Personally I am rocking an i7 9700k, 32gb of 3600mhz ram, a GeForce 2070 RTX, and an NVME SSD that benchmarks at about 2.5gb/s and yet LR and PS still run horribly for me. Adobe really needs to shape up their software, it is slower for me to work on image files now than half a decade ago. (and my machine specs are obviously much more powerful now)

It is easier for me to edit 4k footage in DaVinci than it is to edit a 24mp raw file in PS.

Ryan Cooper I completely agree! I have issues with Adobe software all the time and it drives me insane. I have a pretty decent iMac and Macbook Pro, but often find myself frustrated with Photoshop either crashing or giving me a spinning wheel. Every new Adobe release is different of course. I quit using Premiere altogether in favor of Final Cut Pro because a few versions back, I couldn't even playback low res proxy video within Premiere in order to cut a video together. I've had much better and reliable performance from Final Cut. I can't really leave LR or PS though and honestly don't want to. I just want better performance and reliability.

That being said, I have found a pretty fast way to work in Photoshop and despite the shortcomings of Photoshop's bugs (with seemingly every release), I've discovered a much faster workflow for the majority of my work. Check this out: https://fstoppers.com/originals/photoshops-hidden-gem-revealed-how-save-...

I guess you might have to buy an ARM computer from Apple in the future because I guess by changing the architecture Adobe will be forced to rewrite the code for those programs sooner or later.
They might even take the code from the iPad and port it to the ARM macs.
At least this is my hope.

I think Apple is providing a way (Rosetta 2) to port to ARM. If that's the case, Adobe may not have to rewrite much, if at all. But, it would definitely be a good thing if that fixes Adobe's laziness.

That is true but Rosetta 2 is just the "bridge technology". Sooner or later they have to adapt it natively and in the long run they cannot use the old code.
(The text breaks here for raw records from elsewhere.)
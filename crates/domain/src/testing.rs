//! Declarative envelope checks.
//!
//! A check describes one envelope assertion as data, so a list of them can be
//! kept in a fixture file and run against a response in one go.

use serde::{Deserialize, Serialize};
use serde_json::Value;

use crate::error::AssertionFailure;
use crate::expectation::ExpectedData;

/// One envelope assertion.
#[derive(Debug, Clone, Serialize, Deserialize, PartialEq)]
#[serde(tag = "type", rename_all = "snake_case")]
pub enum EnvelopeCheck {
    /// Success envelope, optionally with a subset of `data`.
    Success {
        /// Expected status; the configured default when absent.
        #[serde(default)]
        status: Option<u16>,
        /// Fields expected inside `data`.
        #[serde(default)]
        data: Option<ExpectedData>,
    },
    /// Success envelope whose whole body equals `body`.
    SuccessEquals {
        /// Expected status; the configured default when absent.
        #[serde(default)]
        status: Option<u16>,
        /// Expected body.
        body: Value,
    },
    /// Status code and success envelope keys only.
    SuccessStructure {
        /// Expected status; the configured default when absent.
        #[serde(default)]
        status: Option<u16>,
    },
    /// A subset of `data`, without the other envelope checks.
    SuccessData {
        /// Fields expected inside `data`.
        data: ExpectedData,
    },
    /// Error envelope with the given code.
    Error {
        /// Expected `error.code`.
        code: String,
        /// Expected status, checked only when present.
        #[serde(default)]
        status: Option<u16>,
    },
}

impl EnvelopeCheck {
    /// Get a human-readable description of this check.
    #[must_use]
    pub fn description(&self) -> String {
        match self {
            Self::Success { status, data } => {
                let fields = data
                    .as_ref()
                    .map_or_else(String::new, |d| format!(" with {} data field(s)", d.len()));
                format!("Success envelope{}{}", describe_status(*status), fields)
            }
            Self::SuccessEquals { status, .. } => {
                format!("Success envelope{} equals expected body", describe_status(*status))
            }
            Self::SuccessStructure { status } => {
                format!("Success envelope structure{}", describe_status(*status))
            }
            Self::SuccessData { data } => format!("Success data contains {} field(s)", data.len()),
            Self::Error { code, status } => {
                format!("Error envelope '{}'{}", code, describe_status(*status))
            }
        }
    }
}

fn describe_status(status: Option<u16>) -> String {
    status.map_or_else(String::new, |s| format!(" (status {s})"))
}

/// Result of running a single check.
#[derive(Debug, Clone, PartialEq)]
pub struct CheckOutcome {
    /// The check that was run.
    pub check: EnvelopeCheck,
    /// Why it failed, if it did.
    pub failure: Option<AssertionFailure>,
}

impl CheckOutcome {
    /// Create a passed outcome.
    #[must_use]
    pub const fn pass(check: EnvelopeCheck) -> Self {
        Self {
            check,
            failure: None,
        }
    }

    /// Create a failed outcome.
    #[must_use]
    pub const fn fail(check: EnvelopeCheck, failure: AssertionFailure) -> Self {
        Self {
            check,
            failure: Some(failure),
        }
    }

    /// Whether the check passed.
    #[must_use]
    pub const fn passed(&self) -> bool {
        self.failure.is_none()
    }
}

/// Outcomes of running a list of checks against one response.
#[derive(Debug, Clone, PartialEq)]
pub struct CheckReport {
    /// Individual outcomes, in check order.
    pub outcomes: Vec<CheckOutcome>,
    /// Total number of checks run.
    pub total: usize,
    /// Number of passed checks.
    pub passed: usize,
    /// Number of failed checks.
    pub failed: usize,
}

impl CheckReport {
    /// Create a report from outcomes.
    #[must_use]
    pub fn new(outcomes: Vec<CheckOutcome>) -> Self {
        let total = outcomes.len();
        let passed = outcomes.iter().filter(|o| o.passed()).count();

        Self {
            outcomes,
            total,
            passed,
            failed: total - passed,
        }
    }

    /// Check if all checks passed.
    #[must_use]
    pub const fn all_passed(&self) -> bool {
        self.failed == 0
    }

    /// Iterates over the failed outcomes.
    pub fn failures(&self) -> impl Iterator<Item = &CheckOutcome> {
        self.outcomes.iter().filter(|o| !o.passed())
    }
}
At least that is my hope.
And - although I don't know about that - I would think it might be easier to use the iPad code and adapt it than the intel-code written version. iPad apps run natively on Big Sur. So this might be an avenue. But we will see.

They'll just discontinue LR Classic and only keep developing the mobile/tablet version.

Well. I would not care which version it is that they use for ARM as long as all the functions are the same. Right now LR CC is not on par with LR Classic. But if that is the case I don't care what it is called as long as it is running fast.

Given Apple's track record of making awesome portable devices using their own chips could only means great things for the Mac side of things. I think ARM Macs will function smoother, have much more processing power and give professional users a better overall experience when it comes to handling large files.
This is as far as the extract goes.